Directions:
The expected answer is a single number, namely how many lines in the data below hold the word "holds".

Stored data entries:

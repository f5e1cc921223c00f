//! The pixel buffer handed from the rasterizer to the image encoder.

use crate::error::{RenderError, Result};

/// Order in which rows are stored in a [`FrameBuffer`].
#[derive(Clone, Copy, Debug, PartialEq, Eq)]
pub enum RowOrder {
    /// First row is the visual top of the image (WGPU texture copies, PNG).
    TopDown,
    /// First row is the visual bottom of the image (OpenGL style read-backs).
    BottomUp,
}

/// RGBA8 pixels. `data.len() == width * height * 4` always holds.
#[derive(Clone, Debug, PartialEq, Eq)]
pub struct FrameBuffer {
    width: u32,
    height: u32,
    row_order: RowOrder,
    data: Vec<u8>,
}

impl FrameBuffer {
    pub fn new(width: u32, height: u32, row_order: RowOrder, data: Vec<u8>) -> Result<Self> {
        let expected = width as usize * height as usize * 4;
        if data.len() != expected {
            return Err(RenderError::Gpu(format!(
                "frame buffer holds {} bytes, expected {} for {}x{}",
                data.len(),
                expected,
                width,
                height
            )));
        }
        Ok(Self {
            width,
            height,
            row_order,
            data,
        })
    }

    pub fn width(&self) -> u32 {
        self.width
    }

    pub fn height(&self) -> u32 {
        self.height
    }

    pub fn row_order(&self) -> RowOrder {
        self.row_order
    }

    pub fn data(&self) -> &[u8] {
        &self.data
    }

    /// RGBA of the pixel at `(x, y)`, `y` counted from the visual top.
    pub fn pixel(&self, x: u32, y: u32) -> [u8; 4] {
        let row = match self.row_order {
            RowOrder::TopDown => y,
            RowOrder::BottomUp => self.height - 1 - y,
        };
        let i = (row as usize * self.width as usize + x as usize) * 4;
        [self.data[i], self.data[i + 1], self.data[i + 2], self.data[i + 3]]
    }

    /// Consumes the buffer and returns its bytes with rows ordered top to bottom.
    pub fn into_top_down(self) -> Vec<u8> {
        match self.row_order {
            RowOrder::TopDown => self.data,
            RowOrder::BottomUp => {
                let stride = self.width as usize * 4;
                if stride == 0 {
                    return self.data;
                }
                self.data
                    .chunks_exact(stride)
                    .rev()
                    .flatten()
                    .copied()
                    .collect()
            }
        }
    }
}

Your response:
2